Nathan Daniel Brown (born 14 August 1976) is an Australian rules footballer who played for the Melbourne Demons in the Australian Football League.

He was drafted in the 1997 AFL draft at pick number 66 overall, From Pinnaroo, South Australia. He made his AFL debut in 1998 against Carlton at Princes Park. His performance in the last quarter with the game in the balance prompted the Channel 7 commentary team to opine that it was one of the best debut performances they had seen.
A series of soft-tissue injuries plagued him over the following seasons, and he was not part of Melbourne's 2000 Grand Final side. He managed 22 games in the 2005 season, which also saw him share his milestone of 100 games with the recently retired Guy Rigoni in round four. Brown had a solid season after he took his game to another level in 2004, where he finished second in the club best and fairest. In that season, he averaged 18 disposals a game and was used in a variety of backline and midfield roles.

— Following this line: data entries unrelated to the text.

impl LogicalDevice {
    /// Create a logical device with one queue per graphics+compute family
    pub fn new(
        instance: &Instance,
        physical_device: &PhysicalDeviceInfo,
        callbacks: vk::AllocationCallbacks,
    ) -> VulkanResult<Self> {
        let priorities = [1.0f32];
        let queue_infos: Vec<vk::DeviceQueueCreateInfo> = physical_device
            .graphics_compute_families
            .iter()
            .map(|&family| {
                vk::DeviceQueueCreateInfo::builder()
                    .queue_family_index(family)
                    .queue_priorities(&priorities)
                    .build()
            })
            .collect();

        let required_extensions = [SwapchainLoader::name().as_ptr()];
        let device_features = vk::PhysicalDeviceFeatures::builder().sampler_anisotropy(true);

        let create_info = vk::DeviceCreateInfo::builder()
            .queue_create_infos(&queue_infos)
            .enabled_extension_names(&required_extensions)
            .enabled_features(&device_features);

        let device = unsafe {
            instance
                .create_device(physical_device.device, &create_info, Some(&callbacks))
                .map_err(VulkanError::Api)?
        };

        let swapchain_loader = SwapchainLoader::new(instance, &device);

        Ok(Self {
            device,
            swapchain_loader,
            callbacks,
        })
    }
}

impl Drop for LogicalDevice {
    fn drop(&mut self) {
        unsafe {
            let _ = self.device.device_wait_idle();
            self.device.destroy_device(Some(&self.callbacks));
        }
    }
}

/// Main Vulkan context owning instance, surface, device, command units,
/// swapchain, and the host allocation arena.
pub struct VulkanContext {
    // Declaration order is drop order: swapchain and command units release
    // their device objects before the device itself goes away, and the arena
    // outlives everything created with its callbacks.
    swapchain: Option<Swapchain>,
    command_units: CommandUnits,
    surface: vk::SurfaceKHR,
    surface_loader: Surface,
    depth_format: vk::Format,
    frames_in_flight: usize,
    physical_device: PhysicalDeviceInfo,
    device: LogicalDevice,
    instance: VulkanInstance,
    arena: Box<ArenaAllocator>,
}

impl VulkanContext {
    /// Bootstrap the full context. Each step is fatal on failure.
    pub fn new(
        config: &RendererConfig,
        display: RawDisplayHandle,
        window: RawWindowHandle,
    ) -> VulkanResult<Self> {
        let arena = ArenaAllocator::new("vulkan-driver");
        let callbacks = arena.callbacks();

        let instance = VulkanInstance::new(config, display, callbacks)?;

        let surface_loader = Surface::new(&instance.entry, &instance.instance);
        let surface = unsafe {
            ash_window::create_surface(&instance.entry, &instance.instance, display, window, None)
                .map_err(VulkanError::Api)?
        };

        let physical_device = PhysicalDeviceInfo::select(&instance.instance, surface, &surface_loader)?;

        let device = LogicalDevice::new(&instance.instance, &physical_device, callbacks)?;

        let requested_extent = vk::Extent2D {
            width: config.framebuffer_width,
            height: config.framebuffer_height,
        };
        let swapchain = Swapchain::new(
            device.device.clone(),
            &device.swapchain_loader,
            surface,
            &surface_loader,
            &physical_device,
            requested_extent,
        )?;

        // The negotiated image count is the frames-in-flight count for every
        // per-frame array from here on
        let frames_in_flight = swapchain.image_count() as usize;
        log::info!("Frames in flight: {frames_in_flight}");

        let command_units = CommandUnits::new(
            device.device.clone(),
            &physical_device.graphics_compute_families,
            frames_in_flight,
        )?;

        let depth_format = pick_depth_format(|format| unsafe {
            instance
                .instance
                .get_physical_device_format_properties(physical_device.device, format)
        })
        .ok_or(VulkanError::NoSuitableDepthFormat)?;
        log::info!("Depth format: {depth_format:?}");

        Ok(Self {
            swapchain: Some(swapchain),
            command_units,
            surface,
            surface_loader,
            depth_format,
            frames_in_flight,
            physical_device,
            device,
            instance,
            arena,
        })
    }

    /// Get a reference to the Vulkan instance
    pub fn instance(&self) -> &Instance {
        &self.instance.instance
    }

    /// Get the logical device
    pub fn device(&self) -> &LogicalDevice {
        &self.device
    }

    /// Get a clone of the raw device handle
    pub fn raw_device(&self) -> Device {
        self.device.device.clone()
    }

    /// Get the physical device info
    pub fn physical_device(&self) -> &PhysicalDeviceInfo {
        &self.physical_device
    }

    /// Get the memory heap/type layout
    pub fn memory_properties(&self) -> &vk::PhysicalDeviceMemoryProperties {
        &self.physical_device.memory_properties
    }

    /// Get the swapchain
    pub fn swapchain(&self) -> &Swapchain {
        self.swapchain.as_ref().expect("swapchain always present outside recreate")
    }

    /// Get the swapchain loader
    pub fn swapchain_loader(&self) -> &SwapchainLoader {
        &self.device.swapchain_loader
    }

    /// Get the command units
    pub fn command_units(&self) -> &CommandUnits {
        &self.command_units
    }

    /// Get the probed depth format
    pub fn depth_format(&self) -> vk::Format {
        self.depth_format
    }

    /// Frames-in-flight count, equal to the swapchain image count and fixed
    /// at swapchain creation
    pub fn frames_in_flight(&self) -> usize {
        self.frames_in_flight
    }

    /// Queue of the primary command unit
    pub fn graphics_queue(&self) -> vk::Queue {
        self.command_units.front().queue()
    }

    /// Nanoseconds per timestamp tick
    pub fn timestamp_period(&self) -> f32 {
        self.physical_device.properties.limits.timestamp_period
    }

    /// Device limit on simultaneously bound descriptor sets
    pub fn max_bound_descriptor_sets(&self) -> u32 {
        self.physical_device.properties.limits.max_bound_descriptor_sets
    }

    /// Host allocation arena backing driver allocations
    pub fn arena(&self) -> &ArenaAllocator {
        &self.arena
    }

    /// Block until the device is idle
    pub fn wait_idle(&self) -> VulkanResult<()> {
        unsafe { self.device.device.device_wait_idle().map_err(VulkanError::Api) }
    }

    /// Recreate the swapchain at a new extent (window resize).
    ///
    /// The image count must survive recreation unchanged; per-frame
    /// resources are sized to it once at startup.
    pub fn recreate_swapchain(&mut self, extent: vk::Extent2D) -> VulkanResult<()> {
        self.wait_idle()?;

        let old = self.swapchain.take().expect("swapchain always present outside recreate");
        let new_swapchain = Swapchain::recreate(
            self.device.device.clone(),
            &self.device.swapchain_loader,
            self.surface,
            &self.surface_loader,
            &self.physical_device,
            extent,
            &old,
        )?;
        drop(old);

        if new_swapchain.image_count() as usize != self.frames_in_flight {
            return Err(VulkanError::InvalidOperation {
                reason: format!(
                    "swapchain image count changed across recreation ({} -> {})",
                    self.frames_in_flight,
                    new_swapchain.image_count()
                ),
            });
        }

        self.swapchain = Some(new_swapchain);
        Ok(())
    }
}

impl Drop for VulkanContext {
    fn drop(&mut self) {
        unsafe {
            let _ = self.device.device.device_wait_idle();
            self.swapchain.take();
            self.surface_loader.destroy_surface(self.surface, None);
        }
        // Remaining fields drop in declaration order: command units, device,
        // instance, then the arena
    }
}

#[cfg(test)]
mod tests {
    use super::*;

    fn properties_with(device_type: vk::PhysicalDeviceType, max_dim: u32) -> vk::PhysicalDeviceProperties {
        let mut properties = vk::PhysicalDeviceProperties::default();
        properties.device_type = device_type;
        properties.limits.max_image_dimension2_d = max_dim;
        properties
    }

    #[test]
    fn discrete_gpu_outscores_integrated() {
        let discrete = properties_with(vk::PhysicalDeviceType::DISCRETE_GPU, 4096);
        let integrated = properties_with(vk::PhysicalDeviceType::INTEGRATED_GPU, 16384);
        assert!(score_device(&discrete) > score_device(&integrated));
    }

    #[test]
    fn larger_limits_break_ties() {
        let small = properties_with(vk::PhysicalDeviceType::DISCRETE_GPU, 4096);
        let large = properties_with(vk::PhysicalDeviceType::DISCRETE_GPU, 16384);
        assert!(score_device(&large) > score_device(&small));
    }

    #[test]
    fn non_discrete_devices_still_score() {
        let cpu = properties_with(vk::PhysicalDeviceType::CPU, 2048);
        assert!(score_device(&cpu) > 0);
    }

    #[test]
    fn depth_probe_takes_first_supported_candidate() {
        let picked = pick_depth_format(|format| {
            let mut props = vk::FormatProperties::default();
            if format == vk::Format::D32_SFLOAT_S8_UINT {
                props.optimal_tiling_features = vk::FormatFeatureFlags::DEPTH_STENCIL_ATTACHMENT;
            }
            props
        });
        assert_eq!(picked, Some(vk::Format::D32_SFLOAT_S8_UINT));
    }

    #[test]
    fn depth_probe_accepts_linear_tiling_support() {
        let picked = pick_depth_format(|format| {
            let mut props = vk::FormatProperties::default();
            if format == vk::Format::D24_UNORM_S8_UINT {
                props.linear_tiling_features = vk::FormatFeatureFlags::DEPTH_STENCIL_ATTACHMENT;
            }
            props
        });
        assert_eq!(picked, Some(vk::Format::D24_UNORM_S8_UINT));
    }

    #[test]
    fn depth_probe_fails_without_support() {
        let picked = pick_depth_format(|_| vk::FormatProperties::default());
        assert_eq!(picked, None);
    }
}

Well known for his gut-running and attack on the ball.

He retired at the end of the 2007 AFL season.

In October 2007, he signed on to play for three years with West Adelaide Football Club in the SANFL.

He was appointed captain of West Adelaide for the 2008 season under a new coach, Hawthorn premiership player Andrew Collins.

Brown coached and played at Cheltenham Football Club in the Southern Football League for a number of years until being secured as the new coach of The Old Melburnian Football Club for the 2025 season in the Amateur B Grade competition and brought much-needed success, winning the 2025 premiership.